# Ladies Question...



## davidmlesley (Mar 29, 2012)

I assume I already know the answer to the question I am about to present; however, I feel like I need some confirmation from other females. My wife of four years is upset, very upset, about the fact that she doesn't have "The Head over Heels Love" for me. And everyone has said this takes time; however, over the last four years I've been gone for most of them because I am a contractor, who works overseas. The love that she wants comes from us being together, as in all relationships correct? The time we spend physically in each others presence? Because there are times, I do feel like my wife doesn't know me and that she does get my intentions and actions misunderstood; however, that would change if I was there, correct? I want my wife to have those "Head over Heels Love" for me that she wants. And I know she wants me but she's been very unhappy because of this fact. I feel like I just need to go home, and re-ignite the flame back into my marriage... Ladies am I on the right track or am I off base?


----------



## Mavash. (Jan 26, 2012)

If my husband were gone for 4 years I don't think I could stay in love with him. It's simply too long to be apart.


----------



## SunnyT (Jun 22, 2011)

I think.... you won't find out unless you TRY IT. If you want to save your marriage, then you do what you can to make it work. If being apart doesn't work...then try something else!


----------



## SimplyAmorous (Nov 25, 2009)

If your wife is a "Quality Time" woman and she craves....just being with you.... I do not believe a marraige could survive happily if you are absent THAT much, it is simply too difficult, too lonely , even depressing.  I know I would never survive it personally. I couldn't even be married to a work a holic, I would miss him too much. I'd rather have less money and more of my man around. 

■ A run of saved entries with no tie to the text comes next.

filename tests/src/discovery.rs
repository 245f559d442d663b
mod integration;
//! # Discovery Errors
//!
//! Only configuration, parsing, and whole-method resource failures are ever
//! returned to the caller of a discovery. Per-address failures are absorbed
//! by the probers and never show up here, except through the single-address
//! [`DiscoveryError::Unreachable`] case.

use std::net::Ipv4Addr;

use thiserror::Error;

#[derive(Debug, Error)]
pub enum DiscoveryError {
    /// A target or prefix string could not be parsed.
    #[error("invalid target '{target}': {reason}")]
    InvalidTarget { target: String, reason: String },

    #[error("interface name cannot be empty")]
    EmptyInterface,

    #[error("interface {0} not found")]
    InterfaceNotFound(String),

    #[error("interface {0} has no usable IPv4 address")]
    NoIpv4Address(String),

    #[error("interface {0} has no hardware address")]
    NoMacAddress(String),

    /// The `lan` keyword was used but no scanning interface is configured.
    #[error("no local network available to resolve the 'lan' target")]
    NoLocalNetwork,

    #[error("failed to open link-layer socket on {interface}: {source}")]
    LinkLayerSocket {
        interface: String,
        #[source]
        source: std::io::Error,
    },

    #[error("non-ethernet channel for {0}")]
    UnsupportedChannel(String),

    #[error("{0} did not answer address resolution")]
    Unreachable(Ipv4Addr),

    #[error("{label} worker panicked: {reason}")]
    WorkerPanicked { label: &'static str, reason: String },
}

impl DiscoveryError {
    pub fn invalid_target(target: impl Into<String>, reason: impl ToString) -> Self {
        Self::InvalidTarget {
            target: target.into(),
            reason: reason.to_string(),
        }
    }

    /// Whether the error stems from a malformed input or configuration rather
    /// than from the environment the scan runs in.
    pub fn is_configuration(&self) -> bool {
        matches!(
            self,
            Self::InvalidTarget { .. }
                | Self::EmptyInterface
                | Self::InterfaceNotFound(_)
                | Self::NoLocalNetwork
        )
    }
}

// ╔════════════════════════════════════════════╗
// ║ ████████╗███████╗███████╗████████╗███████╗ ║
// ║ ╚══██╔══╝██╔════╝██╔════╝╚══██╔══╝██╔════╝ ║
// ║    ██║   █████╗  ███████╗   ██║   ███████╗ ║
// ║    ██║   ██╔══╝  ╚════██║   ██║   ╚════██║ ║
// ║    ██║   ███████╗███████║   ██║   ███████║ ║
// ║    ╚═╝   ╚══════╝╚══════╝   ╚═╝   ╚══════╝ ║
// ╚════════════════════════════════════════════╝

#[cfg(test)]
mod tests {
    use super::*;

    #[test]
    fn invalid_target_message_names_input() {
        let err = DiscoveryError::invalid_target("10.0.0.0/33", "prefix exceeds 32");
        assert_eq!(
            err.to_string(),
            "invalid target '10.0.0.0/33': prefix exceeds 32"
        );
        assert!(err.is_configuration());
    }

    #[test]
    fn socket_errors_are_not_configuration() {
        let err = DiscoveryError::LinkLayerSocket {
            interface: "eth0".into(),
            source: std::io::Error::new(std::io::ErrorKind::PermissionDenied, "denied"),
        };
        assert!(!err.is_configuration());
        assert!(err.to_string().contains("eth0"));
    }
}
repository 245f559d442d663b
//! Reverse (PTR) lookups over plain UDP DNS.

use std::net::Ipv4Addr;

use anyhow::{Context, bail};
use dns_parser::{Packet as DnsMessage, RData};
use pnet::packet::dns::{DnsClass, DnsQuery, DnsTypes, MutableDnsPacket, Opcode, Retcode};

pub const DNS_HDR_LEN: usize = 12;

/// `4.3.2.1.in-addr.arpa` for `1.2.3.4`.
pub fn reverse_ptr_name(addr: Ipv4Addr) -> String {
    let [a, b, c, d] = addr.octets();
    format!("{d}.{c}.{b}.{a}.in-addr.arpa")
}

pub fn create_ptr_packet(addr: Ipv4Addr, id: u16) -> anyhow::Result<Vec<u8>> {
    let query: DnsQuery = create_ptr_query(addr);
    let q_fixed_len: usize = 4;
    let total: usize = DNS_HDR_LEN + query.qname.len() + q_fixed_len;
    let mut buffer: Vec<u8> = vec![0u8; total];

    {
        let mut dns: MutableDnsPacket =
            MutableDnsPacket::new(&mut buffer).context("creating dns header")?;
        dns.set_id(id);
        dns.set_is_response(0);
        dns.set_opcode(Opcode::StandardQuery);
        dns.set_is_authoriative(0);
        dns.set_is_truncated(0);
        dns.set_is_recursion_desirable(1);
        dns.set_is_recursion_available(0);
        dns.set_zero_reserved(0);
        dns.set_is_non_authenticated_data(0);
        dns.set_rcode(Retcode::NoError);
        dns.set_query_count(1);
        dns.set_response_count(0);
        dns.set_authority_rr_count(0);
        dns.set_additional_rr_count(0);
    }

    // question section follows the fixed header
    let mut cursor: usize = DNS_HDR_LEN;

    buffer[cursor..cursor + query.qname.len()].copy_from_slice(&query.qname);
    cursor += query.qname.len();

    buffer[cursor..cursor + 2].copy_from_slice(&query.qtype.0.to_be_bytes());
    cursor += 2;

    buffer[cursor..cursor + 2].copy_from_slice(&query.qclass.0.to_be_bytes());

    Ok(buffer)
}

/// Hostname carried by the PTR answer of a reply to query `id`.
///
/// `Ok(None)` means the server answered without a PTR record.
pub fn parse_ptr_reply(payload: &[u8], id: u16) -> anyhow::Result<Option<String>> {
    let message = DnsMessage::parse(payload).context("failed to parse DNS reply")?;
    if message.header.id != id {
        bail!("DNS reply id {} does not match query {id}", message.header.id);
    }

    let hostname = message.answers.iter().find_map(|record| match &record.data {
        RData::PTR(ptr) => {
            let name = ptr.0.to_string();
            let name = name.trim_end_matches('.');
            (!name.is_empty()).then(|| name.to_string())
        }
        _ => None,
    });

    Ok(hostname)
}

/// Turns a PTR query into a reply carrying a single answer for `hostname`.
///
/// The answer name points back at the question, the way resolvers compress it.
pub fn answer_ptr(query: &[u8], hostname: &str) -> anyhow::Result<Vec<u8>> {
    if query.len() <= DNS_HDR_LEN {
        bail!("DNS query too short ({} bytes)", query.len());
    }

    let mut reply = query.to_vec();
    reply[2] |= 0x80; // QR
    reply[6..8].copy_from_slice(&1u16.to_be_bytes());

    let rdata = encode_dns_name(hostname);
    reply.extend_from_slice(&[0xc0, DNS_HDR_LEN as u8]);
    reply.extend_from_slice(&DnsTypes::PTR.0.to_be_bytes());
    reply.extend_from_slice(&1u16.to_be_bytes());
    reply.extend_from_slice(&300u32.to_be_bytes());
    reply.extend_from_slice(&(rdata.len() as u16).to_be_bytes());
    reply.extend_from_slice(&rdata);

    Ok(reply)
}

fn create_ptr_query(addr: Ipv4Addr) -> DnsQuery {
    DnsQuery {
        qname: encode_dns_name(&reverse_ptr_name(addr)),
        qtype: DnsTypes::PTR,
        qclass: DnsClass(1),
        payload: Vec::new(),
    }
}

fn encode_dns_name(name: &str) -> Vec<u8> {
    let mut encoded: Vec<u8> = Vec::new();
    for label in name.split('.') {
        if label.is_empty() {
            continue;
        }
        encoded.push(label.len() as u8);
        encoded.extend_from_slice(label.as_bytes());
    }
    encoded.push(0);
    encoded
}

// ╔════════════════════════════════════════════╗
// ║ ████████╗███████╗███████╗████████╗███████╗ ║
// ║ ╚══██╔══╝██╔════╝██╔════╝╚══██╔══╝██╔════╝ ║
// ║    ██║   █████╗  ███████╗   ██║   ███████╗ ║
// ║    ██║   ██╔══╝  ╚════██║   ██║   ╚════██║ ║
// ║    ██║   ███████╗███████║   ██║   ███████║ ║
// ║    ╚═╝   ╚══════╝╚══════╝   ╚═╝   ╚══════╝ ║
// ╚════════════════════════════════════════════╝

#[cfg(test)]
mod tests {
    use super::*;
    use dns_parser::QueryType;

    #[test]
    fn reverse_name_is_octet_reversed() {
        assert_eq!(
            reverse_ptr_name(Ipv4Addr::new(192, 168, 1, 20)),
            "20.1.168.192.in-addr.arpa"
        );
    }

    #[test]
    fn query_carries_single_ptr_question() {
        let bytes = create_ptr_packet(Ipv4Addr::new(10, 0, 0, 1), 0x1234).unwrap();
        let message = DnsMessage::parse(&bytes).unwrap();
        assert_eq!(message.header.id, 0x1234);
        assert!(message.header.query);
        assert_eq!(message.questions.len(), 1);
        assert_eq!(message.questions[0].qtype, QueryType::PTR);
        assert_eq!(message.questions[0].qname.to_string(), "1.0.0.10.in-addr.arpa");
    }

    #[test]
    fn ptr_answer_is_extracted() {
        let query = create_ptr_packet(Ipv4Addr::new(10, 0, 0, 1), 7).unwrap();
        let reply = answer_ptr(&query, "router.lan").unwrap();
        assert_eq!(
            parse_ptr_reply(&reply, 7).unwrap().as_deref(),
            Some("router.lan")
        );
    }

    #[test]
    fn empty_answer_section_yields_none() {
        let query = create_ptr_packet(Ipv4Addr::new(10, 0, 0, 1), 9).unwrap();
        let mut reply = query.clone();
        reply[2] |= 0x80;
        assert_eq!(parse_ptr_reply(&reply, 9).unwrap(), None);
    }

    #[test]
    fn answering_a_truncated_query_fails() {
        assert!(answer_ptr(&[0u8; DNS_HDR_LEN], "x.lan").is_err());
    }

    #[test]
    fn mismatched_id_and_garbage_are_errors() {
        let query = create_ptr_packet(Ipv4Addr::new(10, 0, 0, 1), 1).unwrap();
        let reply = answer_ptr(&query, "host.lan").unwrap();
        assert!(parse_ptr_reply(&reply, 2).is_err());
        assert!(parse_ptr_reply(&[0u8; 3], 1).is_err());
    }
}
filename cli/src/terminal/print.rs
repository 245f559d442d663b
use std::fmt::Display;

use colored::*;
use tracing::info;

use crate::terminal::colors;
use crate::terminal::format::Detail;
use crate::terminal::logging::PRINT_TARGET;

pub const TOTAL_WIDTH: usize = 64;
const KEY_WIDTH: usize = 7;

/// Values that may already carry their own color.
pub trait WithDefaultColor {
    fn with_default(self, default_color: Color) -> ColoredString;
}

impl WithDefaultColor for &str {
    fn with_default(self, default_color: Color) -> ColoredString {
        self.color(default_color)
    }
}

impl WithDefaultColor for String {
    fn with_default(self, default_color: Color) -> ColoredString {
        self.color(default_color)
    }
}

impl WithDefaultColor for ColoredString {
    fn with_default(self, _default_color: Color) -> ColoredString {
        self
    }
}

pub fn print(msg: &str) {
    info!(target: PRINT_TARGET, raw_msg = msg);
}

pub fn blank() {
    print("");
}

/// `text` framed by `fill` on both sides, `text_width` visible columns wide.
fn framed(text: impl Display, text_width: usize, fill: &str) -> String {
    let pad = TOTAL_WIDTH.saturating_sub(text_width);
    let left = fill.repeat(pad / 2).bright_black();
    let right = fill.repeat(pad - pad / 2).bright_black();
    format!("{left}{text}{right}")
}

/// Key padded with dots up to `width`, followed by a colon.
fn dotted_key(key: &str, width: usize, key_color: Color) -> String {
    let dots = ".".repeat(width.saturating_sub(key.chars().count()));
    format!(
        "{}{}{}",
        key.color(key_color),
        dots.color(colors::SEPARATOR),
        ":".color(colors::SEPARATOR)
    )
}

pub fn banner(no_banner: bool) {
    if no_banner {
        return;
    }
    let text = format!("⟦ ASSETR v{} ⟧", env!("CARGO_PKG_VERSION"));
    let width = text.chars().count();
    print(&framed(text.bright_green().bold(), width, "═"));
}

pub fn header(msg: &str) {
    let text = format!("⟦ {} ⟧", msg.to_uppercase());
    let width = text.chars().count();
    print(&framed(text.bright_green(), width, "─"));
}

pub fn fat_separator() {
    print(&"═".repeat(TOTAL_WIDTH).bright_black().to_string());
}

pub fn aligned_line<V>(key: &str, value: V)
where
    V: Display + WithDefaultColor,
{
    let key = dotted_key(key, KEY_WIDTH + 1, colors::PRIMARY);
    let value = value.with_default(colors::TEXT_DEFAULT);
    print_status(format!("{key} {value}"));
}

pub fn print_status<T: AsRef<str>>(msg: T) {
    print(&format!(
        "{} {}",
        ">".color(colors::SEPARATOR),
        msg.as_ref().color(colors::TEXT_DEFAULT)
    ));
}

pub fn tree_head(idx: usize, name: &str) {
    print(&format!(
        "{}{}{} {}",
        "[".color(colors::SEPARATOR),
        idx.to_string().color(colors::ACCENT),
        "]".color(colors::SEPARATOR),
        name.color(colors::PRIMARY)
    ));
}

pub fn as_tree_one_level(details: Vec<Detail>) {
    let last = details.len().saturating_sub(1);
    for (i, (key, value)) in details.into_iter().enumerate() {
        let branch = if i == last { "└─" } else { "├─" };
        let key = dotted_key(&key, KEY_WIDTH, colors::TEXT_DEFAULT);
        print(&format!(" {} {key} {value}", branch.bright_black()));
    }
}

/// Centers `msg`, whose visible width is `plain_width` columns.
pub fn centerln(msg: &str, plain_width: usize) {
    let space = " ".repeat(TOTAL_WIDTH.saturating_sub(plain_width) / 2);
    print(&format!("{space}{msg}"));
}

pub fn no_results() {
    print(&"no live hosts found".red().bold().to_string());
}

Me & mine are both are Quality time / Physical Touchers, so at least we both want the same thing. 

Can you take a different job closer to home, so you can get your marraige re-vived? Money is important , and sometimes these things are temporary... it is easier when we have an END in site -to get back to normal, but indefiniitely would be soo sooo very difficult .


----------



## Coffee Amore (Dec 15, 2011)

The Head Over Heels love you mentioned isn't long lasting. The butterflies in your stomach love goes away for all of us. That doesn't mean you don't love the person. It transitions into a deeper, lasting love of a different kind. Having said that, I think what your wife is saying is she doesn't feel an emotional connection to you. She's probably gotten used to leading an independent life than an interdependent life. 

If I had to come to an empty home day after day with no way to really share what happened at work, with no one to look in on me if I was sick, no one there if something scary happened at night..and this was what Mon -Sun was like for me, I'd feel disconnected and very lonely. I'd wonder why I was even in the marriage. If I were you, I would go back home, reignite the marital flames...


----------



## FirstYearDown (Sep 15, 2011)

I would never marry a man who was away all the time. I need affection and sex to feel like I am in a real relationship. It makes complete sense that your wife does not feel connected to you. I know you had to work, but how can love grow after FOUR years of being apart? Your wife must feel like she barely knows you.

She may also be concerned that you were unfaithful during that time-I don't believe in long distance relationships for that reason. It is too easy for a person to be tempted when their partner is always gone. 

Coffee Amore is right about deep lasting love, though a couple can still have moments where they feel head over heels in love. It is important to have romance and excitement in a marriage, no matter how many years the couple have shared.


----------